**What you will do**: Lines from the listing below that contain the string "WireToolCall" are to be reported.
[[ The input, beginning ]]
//! OpenAI-compatible chat completions provider

use crate::*;
use reqwest::Client;
use serde::{Deserialize, Serialize};
use serde_json::Value;
use tracing::{debug, trace};

const OPENAI_API_BASE: &str = "https://api.openai.com/v1";

#[derive(Debug, Serialize)]
struct CompletionRequest<'a> {
    model: &'a str,
    messages: Vec<WireMessage<'a>>,
    max_tokens: u32,
    temperature: f32,
    #[serde(skip_serializing_if = "Option::is_none")]
    tools: Option<&'a [Tool]>,
    #[serde(skip_serializing_if = "Option::is_none")]
    parallel_tool_calls: Option<bool>,
    #[serde(skip_serializing_if = "Option::is_none")]
    tool_choice: Option<WireToolChoice<'a>>,
}

#[derive(Debug, Serialize)]
struct WireMessage<'a> {
    role: &'a str,
    #[serde(skip_serializing_if = "Option::is_none")]
    content: Option<&'a str>,
    #[serde(skip_serializing_if = "Option::is_none")]
    tool_calls: Option<Vec<WireToolCall>>,
    #[serde(skip_serializing_if = "Option::is_none")]
    tool_call_id: Option<&'a str>,
    #[serde(skip_serializing_if = "Option::is_none")]
    name: Option<&'a str>,
}

impl<'a> From<&'a Message> for WireMessage<'a> {
    fn from(message: &'a Message) -> Self {
        Self {
            role: &message.role,
            content: message.content.as_deref(),
            tool_calls: message
                .tool_calls
                .as_ref()
                .map(|calls| calls.iter().map(WireToolCall::from).collect()),
            tool_call_id: message.tool_call_id.as_deref(),
            name: message.name.as_deref(),
        }
    }
}

#[derive(Debug, Serialize)]
#[serde(untagged)]
enum WireToolChoice<'a> {
    Mode(&'static str),
    Function {
        #[serde(rename = "type")]
        kind: &'static str,
        function: NamedFunction<'a>,
    },
}

#[derive(Debug, Serialize)]
struct NamedFunction<'a> {
    name: &'a str,
}

impl<'a> From<&'a ToolChoice> for WireToolChoice<'a> {
    fn from(choice: &'a ToolChoice) -> Self {
        match choice {
            ToolChoice::Auto => Self::Mode("auto"),
            ToolChoice::None => Self::Mode("none"),
            ToolChoice::Required(name) => Self::Function {
                kind: "function",
                function: NamedFunction {
                    name: name.as_str(),
                },
            },
        }
    }
}

/// Tool call in either direction. Arguments travel as a JSON-encoded string.
#[derive(Debug, Serialize, Deserialize)]
struct WireToolCall {
    #[serde(default)]
    id: String,
    #[serde(rename = "type", default = "function_type")]
    call_type: String,
    function: WireFunction,
}

#[derive(Debug, Serialize, Deserialize)]
struct WireFunction {
    #[serde(default)]
    name: String,
    #[serde(default)]
    arguments: Value,
}

fn function_type() -> String {
    "function".to_string()
}

impl From<&ToolCallDef> for WireToolCall {
    fn from(call: &ToolCallDef) -> Self {
        Self {
            id: call.id.clone(),
            call_type: call.call_type.clone(),
            function: WireFunction {
                name: call.function.name.clone(),
                arguments: Value::String(call.function.arguments.to_string()),
            },
        }
    }
}

impl From<WireToolCall> for ToolCall {
    /// Decodes string arguments; anything unparseable is kept as sent
    fn from(call: WireToolCall) -> Self {
        let arguments = match call.function.arguments {
            Value::String(raw) => serde_json::from_str(&raw).unwrap_or(Value::String(raw)),
            other => other,
        };
        Self {
            id: call.id,
            name: call.function.name,
            arguments,
        }
    }
}

#[derive(Debug, Deserialize)]
struct ChatCompletion {
    #[serde(default)]
    choices: Vec<Choice>,
    #[serde(default)]
    usage: Option<Usage>,
}

#[derive(Debug, Deserialize)]
struct Choice {
    #[serde(default)]
    message: CompletionMessage,
    finish_reason: Option<String>,
}

#[derive(Debug, Default, Deserialize)]
struct CompletionMessage {
    content: Option<String>,
    tool_calls: Option<Vec<WireToolCall>>,
}

impl ChatCompletion {
    fn into_response(self) -> Result<ChatResponse> {
        let choice = self
            .choices
            .into_iter()
            .next()
            .ok_or(ProviderError::InvalidResponse)?;

        Ok(ChatResponse {
            content: choice.message.content,
            tool_calls: choice
                .message
                .tool_calls
                .unwrap_or_default()
                .into_iter()
                .map(ToolCall::from)
                .collect(),
            finish_reason: choice.finish_reason.unwrap_or_else(|| "stop".to_string()),
            usage: self.usage.unwrap_or_default(),
        })
    }
}

#[derive(Debug, Default, Deserialize)]
struct ErrorEnvelope {
    #[serde(default)]
    error: ErrorDetail,
}

#[derive(Debug, Default, Deserialize)]
struct ErrorDetail {
    message: Option<String>,
}

fn parse_response(body: &str) -> Result<ChatResponse> {
    serde_json::from_str::<ChatCompletion>(body)?.into_response()
}

fn error_message(body: &str) -> String {
    serde_json::from_str::<ErrorEnvelope>(body)
        .ok()
        .and_then(|envelope| envelope.error.message)
        .unwrap_or_else(|| "unknown error".to_string())
}

/// Provider for any `/chat/completions` endpoint speaking the OpenAI dialect
pub struct OpenAiCompatProvider {
    client: Client,
    api_key: String,
    api_base: String,
    default_model: String,
}

impl OpenAiCompatProvider {
    pub fn new(
        api_key: impl Into<String>,
        api_base: Option<String>,
        default_model: Option<String>,
    ) -> Self {
        Self {
            client: Client::new(),
            api_key: api_key.into(),
            api_base: api_base
                .map(|base| base.trim_end_matches('/').to_string())
                .unwrap_or_else(|| OPENAI_API_BASE.to_string()),
            default_model: default_model.unwrap_or_else(|| "gpt-4o-mini".to_string()),
        }
    }

    /// Tools are offered one call at a time
    fn build_request<'a>(&'a self, params: &'a ChatParams) -> CompletionRequest<'a> {
        let model = if params.model.is_empty() {
            &self.default_model
        } else {
            &params.model
        };
        let has_tools = !params.tools.is_empty();

        CompletionRequest {
            model,
            messages: params.messages.iter().map(WireMessage::from).collect(),
            max_tokens: params.max_tokens,
            temperature: params.temperature,
            tools: has_tools.then_some(params.tools.as_slice()),
            parallel_tool_calls: has_tools.then_some(false),
            tool_choice: has_tools.then(|| WireToolChoice::from(&params.tool_choice)),
        }
    }
}

#[async_trait::async_trait]
impl Provider for OpenAiCompatProvider {
    async fn chat(&self, params: ChatParams) -> Result<ChatResponse> {
        if self.api_key.is_empty() {
            return Err(ProviderError::NoApiKey);
        }
        trace!("◆ POST {}/chat/completions", self.api_base);

        let url = format!("{}/chat/completions", self.api_base);
        let response = self
            .client
            .post(&url)
            .bearer_auth(&self.api_key)
            .json(&self.build_request(&params))
            .send()
            .await?;

        let status = response.status();
        if status == reqwest::StatusCode::TOO_MANY_REQUESTS {
            return Err(ProviderError::RateLimited);
        }
        let body = response.text().await?;

        if !status.is_success() {
            return Err(ProviderError::Api(error_message(&body)));
        }

        let response = parse_response(&body)?;
        debug!("◆ MODEL RESPONSE: {} TOOL CALLS", response.tool_calls.len());
        Ok(response)
    }

    fn default_model(&self) -> String {
        self.default_model.clone()
    }

    fn is_configured(&self) -> bool {
        !self.api_key.is_empty()
    }
}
[[ The input, end ]]
**Task answer**:
    tool_calls: Option<Vec<WireToolCall>>,
                .map(|calls| calls.iter().map(WireToolCall::from).collect()),
struct WireToolCall {
impl From<&ToolCallDef> for WireToolCall {
impl From<WireToolCall> for ToolCall {
    fn from(call: WireToolCall) -> Self {
    tool_calls: Option<Vec<WireToolCall>>,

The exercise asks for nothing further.